Веня Волынский написал роскошную проблемную статью "В порядке обсуждения" — о восприятии культуры в условиях общественных перемен. Ее уверенный, несколько вальяжно-журналистский стиль был действительно не хуже, чем в "Литературке", в ней изобиловали либеральные намеки и, что было заметней всего, совершенно отсутствовали идеологические цитаты и ссылки. Толпа выхватывала оттуда лозунги, ахала или оспаривала их: "Надо самим разобраться в искусстве"; "Не бойся, если твое мнение пойдет вразрез с чьим-то авторитетом"; "Иди своим путем, без груза предубеждений". Даже такие очевидности казались тогда острой и пряной крамолой.
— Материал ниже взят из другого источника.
impl VulkanDevice {
    /// Create the Vulkan context for `window`
    ///
    /// # Arguments
    /// * `app_name` - Application name reported to the driver
    /// * `enable_validation` - Enable Khronos validation + debug messenger
    pub fn new(window: &Window, app_name: &str, enable_validation: bool) -> Result<Arc<Self>> {
        Self::with_extensions(window, app_name, enable_validation, &REQUIRED_DEVICE_EXTENSIONS)
    }

    /// Same as `new`, but a GPU must expose every extension in `device_extensions`
    pub fn with_extensions(
        window: &Window,
        app_name: &str,
        enable_validation: bool,
        device_extensions: &[&CStr],
    ) -> Result<Arc<Self>> {
        log::info!("Creating Vulkan device: {}", app_name);

        let context = InstanceContext::new(window, app_name, enable_validation)?;
        let surface = Surface::new(&context.entry, &context.instance, window)?;

        let (physical_device, families) =
            Self::pick_physical_device(&context.instance, &surface, device_extensions)?;
        let (graphics_queue_family, present_queue_family) = match families {
            QueueFamilyIndices {
                graphics: Some(graphics),
                present: Some(present),
            } => (graphics, present),
            _ => anyhow::bail!("Selected GPU lacks a graphics or present queue"),
        };

        let device = Self::create_logical_device(
            &context.instance,
            physical_device,
            &families,
            device_extensions,
        )?;
        let graphics_queue = unsafe { device.get_device_queue(graphics_queue_family, 0) };
        let present_queue = unsafe { device.get_device_queue(present_queue_family, 0) };

        let properties = unsafe { context.instance.get_physical_device_properties(physical_device) };

        log::info!(
            "Selected GPU: {}",
            properties
                .device_name_as_c_str()
                .map(|name| name.to_string_lossy())
                .unwrap_or_default()
        );
        log::info!(
            "API Version: {}.{}.{}",
            vk::api_version_major(properties.api_version),
            vk::api_version_minor(properties.api_version),
            vk::api_version_patch(properties.api_version)
        );
        log::info!(
            "Queue families: graphics={}, present={}",
            graphics_queue_family,
            present_queue_family
        );

        Ok(Arc::new(Self {
            device,
            physical_device,
            graphics_queue,
            graphics_queue_family,
            present_queue,
            present_queue_family,
            surface,
            context,
        }))
    }

    pub fn instance(&self) -> &ash::Instance {
        &self.context.instance
    }

    fn pick_physical_device(
        instance: &ash::Instance,
        surface: &Surface,
        device_extensions: &[&CStr],
    ) -> Result<(vk::PhysicalDevice, QueueFamilyIndices)> {
        let devices = unsafe { instance.enumerate_physical_devices() }
            .context("Failed to enumerate physical devices")?;

        if devices.is_empty() {
            anyhow::bail!("No GPUs with Vulkan support");
        }

        // First suitable device wins
        for device in devices {
            if let Some(families) =
                Self::check_suitability(instance, surface, device, device_extensions)?
            {
                return Ok((device, families));
            }
        }

        anyhow::bail!("Failed to find a suitable GPU")
    }

    /// Queue families of `device` if it can drive the renderer, None otherwise
    fn check_suitability(
        instance: &ash::Instance,
        surface: &Surface,
        device: vk::PhysicalDevice,
        device_extensions: &[&CStr],
    ) -> Result<Option<QueueFamilyIndices>> {
        let props = unsafe { instance.get_physical_device_properties(device) };
        let name = props
            .device_name_as_c_str()
            .map(|name| name.to_string_lossy().into_owned())
            .unwrap_or_default();

        let queue_families =
            unsafe { instance.get_physical_device_queue_family_properties(device) };
        let families = QueueFamilyIndices::find(&queue_families, |family| {
            surface.supports_present(device, family)
        })?;
        if !families.is_complete() {
            log::info!("Skipping {}: no graphics/present queue family", name);
            return Ok(None);
        }

        let extensions = unsafe { instance.enumerate_device_extension_properties(device) }
            .context("Failed to enumerate device extensions")?;
        let missing = missing_names(
            device_extensions,
            extensions.iter().filter_map(|ext| ext.extension_name_as_c_str().ok()),
        );
        if !missing.is_empty() {
            log::info!("Skipping {}: missing extensions {:?}", name, missing);
            return Ok(None);
        }

        let support = surface.support(device)?;
        if support.formats.is_empty() || support.present_modes.is_empty() {
            log::info!("Skipping {}: surface has no formats or present modes", name);
            return Ok(None);
        }

        Ok(Some(families))
    }

    fn create_logical_device(
        instance: &ash::Instance,
        physical_device: vk::PhysicalDevice,
        families: &QueueFamilyIndices,
        device_extensions: &[&CStr],
    ) -> Result<ash::Device> {
        let queue_priorities = [1.0];
        let queue_create_infos: Vec<vk::DeviceQueueCreateInfo> = families
            .unique()
            .into_iter()
            .map(|family| {
                vk::DeviceQueueCreateInfo::default()
                    .queue_family_index(family)
                    .queue_priorities(&queue_priorities)
            })
            .collect();

        let mut extensions: Vec<*const c_char> =
            device_extensions.iter().map(|name| name.as_ptr()).collect();

        // Portability drivers require the subset extension whenever they expose it
        let available = unsafe { instance.enumerate_device_extension_properties(physical_device) }
            .context("Failed to enumerate device extensions")?;
        if available
            .iter()
            .filter_map(|ext| ext.extension_name_as_c_str().ok())
            .any(|name| name == PORTABILITY_SUBSET)
        {
            extensions.push(PORTABILITY_SUBSET.as_ptr());
        }

        let features = vk::PhysicalDeviceFeatures::default();

        let create_info = vk::DeviceCreateInfo::default()
            .queue_create_infos(&queue_create_infos)
            .enabled_extension_names(&extensions)
            .enabled_features(&features);

        let device = unsafe { instance.create_device(physical_device, &create_info, None) }
            .context("Failed to create logical device")?;

        Ok(device)
    }

    /// Wait for device to be idle (e.g., before cleanup)
    pub fn wait_idle(&self) -> Result<()> {
        unsafe { self.device.device_wait_idle() }.context("Failed to wait for device idle")?;
        Ok(())
    }
}
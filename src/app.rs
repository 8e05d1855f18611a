// =============================================================================
// APPLICATION - winit event loop driving the renderer
// =============================================================================

use anyhow::Result;
use std::sync::Arc;
use std::time::{Duration, Instant};
use winit::{
    application::ApplicationHandler,
    event::WindowEvent,
    event_loop::ActiveEventLoop,
    keyboard::{KeyCode, PhysicalKey},
    window::{Window, WindowAttributes, WindowId},
};

use crate::config::Config;
use crate::renderer::{FrameOutcome, Renderer};

/// Frame rate averaged over one reporting interval
#[derive(Debug, Clone, Copy, PartialEq)]
pub struct FpsSample {
    pub fps: f32,
    pub frame_time_ms: f32,
}

/// Counts presented frames and reports once per interval
#[derive(Debug, Clone)]
pub struct FpsCounter {
    interval: Duration,
    frames: u32,
    window_start: Instant,
}

impl FpsCounter {
    pub fn new(now: Instant) -> Self {
        Self::with_interval(now, Duration::from_secs(1))
    }

    pub fn with_interval(now: Instant, interval: Duration) -> Self {
        Self {
            interval,
            frames: 0,
            window_start: now,
        }
    }

    /// Record one frame; returns a sample when the interval has elapsed
    pub fn tick(&mut self, now: Instant) -> Option<FpsSample> {
        self.frames += 1;

        let elapsed = now.saturating_duration_since(self.window_start);
        if elapsed < self.interval {
            return None;
        }

        let secs = elapsed.as_secs_f32();
        let sample = FpsSample {
            fps: self.frames as f32 / secs,
            frame_time_ms: secs * 1000.0 / self.frames as f32,
        };

        self.frames = 0;
        self.window_start = now;
        Some(sample)
    }
}

/// Main application struct.
///
/// Field order matters for Drop: the renderer (and its surface) must go
/// before the window it was created from.
pub struct App {
    renderer: Option<Renderer>,
    window: Option<Arc<Window>>,
    config: Config,
    fps: FpsCounter,
    error: Option<anyhow::Error>,
}

impl App {
    pub fn new(config: Config) -> Self {
        Self {
            renderer: None,
            window: None,
            config,
            fps: FpsCounter::new(Instant::now()),
            error: None,
        }
    }

    /// The error that stopped the event loop, if any
    pub fn take_error(&mut self) -> Option<anyhow::Error> {
        self.error.take()
    }

    fn fail(&mut self, event_loop: &ActiveEventLoop, error: anyhow::Error) {
        log::error!("{:#}", error);
        self.error = Some(error);
        event_loop.exit();
    }

    fn window_attributes(&self) -> WindowAttributes {
        WindowAttributes::default()
            .with_title(&self.config.window.title)
            .with_inner_size(winit::dpi::PhysicalSize::new(
                self.config.window.width,
                self.config.window.height,
            ))
            .with_resizable(self.config.window.resizable)
    }

    fn init(&mut self, event_loop: &ActiveEventLoop) -> Result<()> {
        let window = Arc::new(event_loop.create_window(self.window_attributes())?);
        let renderer = Renderer::new(window.clone(), &self.config)?;

        self.window = Some(window);
        self.renderer = Some(renderer);
        self.fps = FpsCounter::new(Instant::now());
        Ok(())
    }

    fn redraw(&mut self, event_loop: &ActiveEventLoop) {
        let Some(renderer) = self.renderer.as_mut() else {
            return;
        };

        match renderer.draw_frame() {
            Ok(FrameOutcome::Presented) => self.update_fps(),
            Ok(FrameOutcome::Skipped) => {}
            Err(e) => self.fail(event_loop, e.context("Render error")),
        }
    }

    fn update_fps(&mut self) {
        if !self.config.debug.show_fps {
            return;
        }

        if let (Some(sample), Some(window)) = (self.fps.tick(Instant::now()), &self.window) {
            window.set_title(&format!(
                "{} - {:.0} FPS ({:.2} ms)",
                self.config.window.title, sample.fps, sample.frame_time_ms
            ));
        }
    }

    fn shutdown(&mut self, event_loop: &ActiveEventLoop) {
        if let Some(renderer) = &self.renderer {
            if let Err(e) = renderer.wait_idle() {
                log::warn!("Failed to wait for GPU before exit: {:#}", e);
            }
        }
        event_loop.exit();
    }
}

impl ApplicationHandler for App {
    fn resumed(&mut self, event_loop: &ActiveEventLoop) {
        if self.window.is_some() {
            return;
        }

        if let Err(e) = self.init(event_loop) {
            self.fail(event_loop, e.context("Failed to initialize Vulkan"));
        }
    }

    fn window_event(&mut self, event_loop: &ActiveEventLoop, _id: WindowId, event: WindowEvent) {
        match event {
            WindowEvent::CloseRequested => {
                log::info!("Close requested, shutting down...");
                self.shutdown(event_loop);
            }
            WindowEvent::RedrawRequested => self.redraw(event_loop),
            WindowEvent::KeyboardInput { event, .. }
                if event.state.is_pressed()
                    && event.physical_key == PhysicalKey::Code(KeyCode::Escape) =>
            {
                log::info!("ESC pressed, exiting...");
                self.shutdown(event_loop);
            }
            _ => {}
        }
    }

    /// Request continuous redraws
    fn about_to_wait(&mut self, _event_loop: &ActiveEventLoop) {
        if let Some(window) = &self.window {
            window.request_redraw();
        }
    }

    fn exiting(&mut self, _event_loop: &ActiveEventLoop) {
        // Tear down GPU objects while the window still exists
        self.renderer = None;
    }
}

#[cfg(test)]
mod tests {
    use super::*;

    #[test]
    fn no_sample_before_interval_elapses() {
        let start = Instant::now();
        let mut counter = FpsCounter::new(start);
        for i in 1..10 {
            assert_eq!(counter.tick(start + Duration::from_millis(i * 50)), None);
        }
    }

    #[test]
    fn reports_average_over_interval() {
        let start = Instant::now();
        let mut counter = FpsCounter::new(start);

        let mut sample = None;
        for i in 1..=60u64 {
            sample = counter.tick(start + Duration::from_micros(i * 1_000_000 / 60));
        }

        let sample = sample.expect("one second elapsed");
        assert!((sample.fps - 60.0).abs() < 0.01, "{sample:?}");
        assert!((sample.frame_time_ms - 1000.0 / 60.0).abs() < 0.01, "{sample:?}");
    }

    #[test]
    fn counter_restarts_after_each_sample() {
        let start = Instant::now();
        let mut counter = FpsCounter::with_interval(start, Duration::from_millis(100));

        assert!(counter.tick(start + Duration::from_millis(100)).is_some());
        assert!(counter.tick(start + Duration::from_millis(150)).is_none());

        let sample = counter.tick(start + Duration::from_millis(200)).unwrap();
        assert!((sample.fps - 20.0).abs() < 0.01, "{sample:?}");
    }

    #[test]
    fn window_attributes_follow_config() {
        let mut config = Config::default();
        config.window.title = "Triangle".to_string();
        config.window.resizable = true;

        let attributes = App::new(config).window_attributes();
        assert_eq!(attributes.title, "Triangle");
        assert!(attributes.resizable);
    }
}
Рейн написал апологетическую заметку о живописи Поля Сезанна, и уже это воспринималось как дерзость: "ценности соцреализма" охранялись почему-то не менее ревностно, чем идеологические догматы. Разумеется, в заметке провозглашались иные принципы. Но — вот незадача! Имя художника было правильным лишь в заголовке, который написал Городысский, а в тексте машинистка напечатала всюду "Сюзанн", так что в родительном падеже и вовсе выходила какая-то сомнительная "Сюзанна" — не то служанка, не то содержанка великого постимпрессиониста… Раздосадованный насмешками Рейн сорвал свою статью и ушел куда-то править ошибки.
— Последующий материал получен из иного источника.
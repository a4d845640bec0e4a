//! Error taxonomy for evaluation.
//!
//! Fatal errors abort the whole evaluation and only surface at
//! [`Kernel::execute_bash`](crate::Kernel::execute_bash) as an [`ErrorReport`].
//! `CommandNotFound` and `InvalidAssignment` are local: the evaluator turns
//! them into a failing return code and keeps going.

use serde::Serialize;
use thiserror::Error;

use crate::parser::ParseError;

/// Result type for evaluation.
pub type ShellResult<T> = Result<T, ShellError>;

/// Errors raised while evaluating a tree.
#[derive(Debug, Clone, Error)]
pub enum ShellError {
    #[error("unsupported feature: {0}")]
    UnsupportedFeature(String),
    #[error("invalid assignment: {0}")]
    InvalidAssignment(String),
    #[error("command not found: {0}")]
    CommandNotFound(String),
    #[error("unknown expansion type: {0}")]
    UnknownExpansionType(String),
    #[error("invalid/unsupported syntax")]
    Parse(#[from] ParseError),
    #[error("protocol violation: unexpected root {0}")]
    ProtocolViolation(String),
}

impl ShellError {
    /// Whether this error aborts the evaluation.
    pub fn is_fatal(&self) -> bool {
        !matches!(
            self,
            ShellError::InvalidAssignment(_) | ShellError::CommandNotFound(_)
        )
    }

    /// The user-visible message, newline-terminated.
    pub fn message(&self) -> String {
        format!("{self}\n")
    }
}

/// What the top-level entry point reports instead of output.
///
/// Serializes as `{"error": "..."}`.
#[derive(Debug, Clone, PartialEq, Eq, Serialize)]
pub struct ErrorReport {
    pub error: String,
}

impl ErrorReport {
    /// Render as a JSON object.
    pub fn to_json(&self) -> String {
        serde_json::to_string(self).unwrap_or_else(|_| format!("{{\"error\":{:?}}}", self.error))
    }
}

impl From<&ShellError> for ErrorReport {
    fn from(err: &ShellError) -> Self {
        Self {
            error: err.message(),
        }
    }
}

#[cfg(test)]
mod tests {
    use super::*;

    #[test]
    fn parse_error_hides_details() {
        let err = ShellError::Parse(ParseError::UnexpectedEof);
        assert_eq!(err.message(), "invalid/unsupported syntax\n");
    }

    #[test]
    fn fatal_classes() {
        assert!(ShellError::UnsupportedFeature("redirection".into()).is_fatal());
        assert!(ShellError::UnknownExpansionType("arithmetic".into()).is_fatal());
        assert!(ShellError::ProtocolViolation("Function".into()).is_fatal());
        assert!(!ShellError::CommandNotFound("x".into()).is_fatal());
        assert!(!ShellError::InvalidAssignment("x".into()).is_fatal());
    }

    #[test]
    fn command_not_found_text() {
        let err = ShellError::CommandNotFound("doesnotexist".into());
        assert_eq!(err.message(), "command not found: doesnotexist\n");
    }

    #[test]
    fn report_serializes_as_error_object() {
        let report = ErrorReport::from(&ShellError::UnsupportedFeature("background execution".into()));
        let json: serde_json::Value = serde_json::from_str(&report.to_json()).unwrap();
        assert_eq!(json["error"], "unsupported feature: background execution\n");
    }
}
//! echo — Print arguments.

use async_trait::async_trait;

use crate::interpreter::{ExecResult, Session};
use crate::tools::Tool;

/// Echo tool: joins its arguments with spaces.
pub struct Echo;

#[async_trait]
impl Tool for Echo {
    fn name(&self) -> &str {
        "echo"
    }

    async fn execute(&self, args: Vec<String>, _session: &mut Session) -> ExecResult {
        let (no_newline, words) = match args.split_first() {
            Some((flag, rest)) if flag == "-n" => (true, rest),
            _ => (false, args.as_slice()),
        };

        let mut output = words.join(" ");
        if !no_newline {
            output.push('\n');
        }
        ExecResult::success(output)
    }
}

#[cfg(test)]
mod tests {
    use super::*;

    fn args(words: &[&str]) -> Vec<String> {
        words.iter().map(|s| s.to_string()).collect()
    }

    #[tokio::test]
    async fn test_echo_simple() {
        let mut session = Session::new();
        let result = Echo.execute(args(&["hello"]), &mut session).await;
        assert!(result.ok());
        assert_eq!(result.out, "hello\n");
    }

    #[tokio::test]
    async fn test_echo_multiple() {
        let mut session = Session::new();
        let result = Echo.execute(args(&["hello", "world"]), &mut session).await;
        assert_eq!(result.out, "hello world\n");
    }

    #[tokio::test]
    async fn test_echo_empty() {
        let mut session = Session::new();
        let result = Echo.execute(vec![], &mut session).await;
        assert_eq!(result.out, "\n");
    }

    #[tokio::test]
    async fn test_echo_n_no_newline() {
        let mut session = Session::new();
        let result = Echo.execute(args(&["-n", "hello"]), &mut session).await;
        assert_eq!(result.out, "hello");
    }

    #[tokio::test]
    async fn test_echo_n_only_first() {
        let mut session = Session::new();
        let result = Echo.execute(args(&["a", "-n"]), &mut session).await;
        assert_eq!(result.out, "a -n\n");
    }
}
impl ScriptParser for ShellParser {
    fn parse(&self, source: &str, resolvers: &dyn ParseResolvers) -> Result<Ast, ParseError> {
        let commands = parse_script(source, resolvers, 0, self.max_depth)?;
        Ok(Ast::script(commands))
    }
}

fn parse_script(
    source: &str,
    resolvers: &dyn ParseResolvers,
    depth: usize,
    max_depth: usize,
) -> Result<Vec<Node>, ParseError> {
    if depth > max_depth {
        return Err(ParseError::TooDeep(max_depth));
    }
    let tokens = lexer::tokenize(source).map_err(|errors| match errors.into_iter().next() {
        Some(first) => ParseError::Lexer {
            error: first.token,
            offset: first.span.start,
        },
        None => ParseError::UnexpectedEof,
    })?;
    tracing::trace!(tokens = tokens.len(), depth, "tokenized");

    let mut parser = Parser {
        tokens,
        pos: 0,
        depth,
        max_depth,
        resolvers,
    };
    let nodes = parser.script(false)?;
    match parser.peek() {
        None => Ok(nodes),
        Some(_) => Err(parser.unexpected("end of input")),
    }
}

struct Parser<'r> {
    tokens: Vec<Spanned<Token>>,
    pos: usize,
    depth: usize,
    max_depth: usize,
    resolvers: &'r dyn ParseResolvers,
}
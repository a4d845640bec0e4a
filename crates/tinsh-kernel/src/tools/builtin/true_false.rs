//! true/false — Fixed exit status builtins.
//!
//! The status drives `&&`/`||` short-circuiting and `$?`.

use async_trait::async_trait;

use crate::interpreter::{ExecResult, Session};
use crate::tools::Tool;

/// Always succeeds.
pub struct True;

#[async_trait]
impl Tool for True {
    fn name(&self) -> &str {
        "true"
    }

    async fn execute(&self, _args: Vec<String>, _session: &mut Session) -> ExecResult {
        ExecResult::success("")
    }
}

/// Always fails with exit code 1 and no output.
pub struct False;

#[async_trait]
impl Tool for False {
    fn name(&self) -> &str {
        "false"
    }

    async fn execute(&self, _args: Vec<String>, _session: &mut Session) -> ExecResult {
        ExecResult::failure(1, "")
    }
}
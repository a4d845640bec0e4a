//! Abstract syntax tree for tinsh.
//!
//! Trees are produced by a [`ScriptParser`](crate::parser::ScriptParser) and
//! treated as immutable by the evaluator. Every node and expansion kind is a
//! closed enum with an `Unrecognized` variant that carries the parser's
//! original tag, so unknown shapes are reported instead of silently skipped.

mod types;

pub use types::*;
В разделе "Кино" — "Чайки умирают в гавани", рецензия Наймана на бельгийский фильм под таким названием, снятый в авангардной манере. Либеральным чудом казалось появление этой картины в прокате среди индийских мелодрам и китайских назидательных агиток. Необычен был сам киноязык: крупные планы, стремительный монтаж, стоп-кадры. Найман писал:


"В фильме много действия, но мало слов. Поэтому к словам надо прислушиваться особенно внимательно. А зритель привык к тому, что если на экране линия не жирная, а пунктирная, то ее покажут еще раза три и раз пять о ней расскажут. Ну а тут надо меньше отвлекаться и больше смотреть на экран…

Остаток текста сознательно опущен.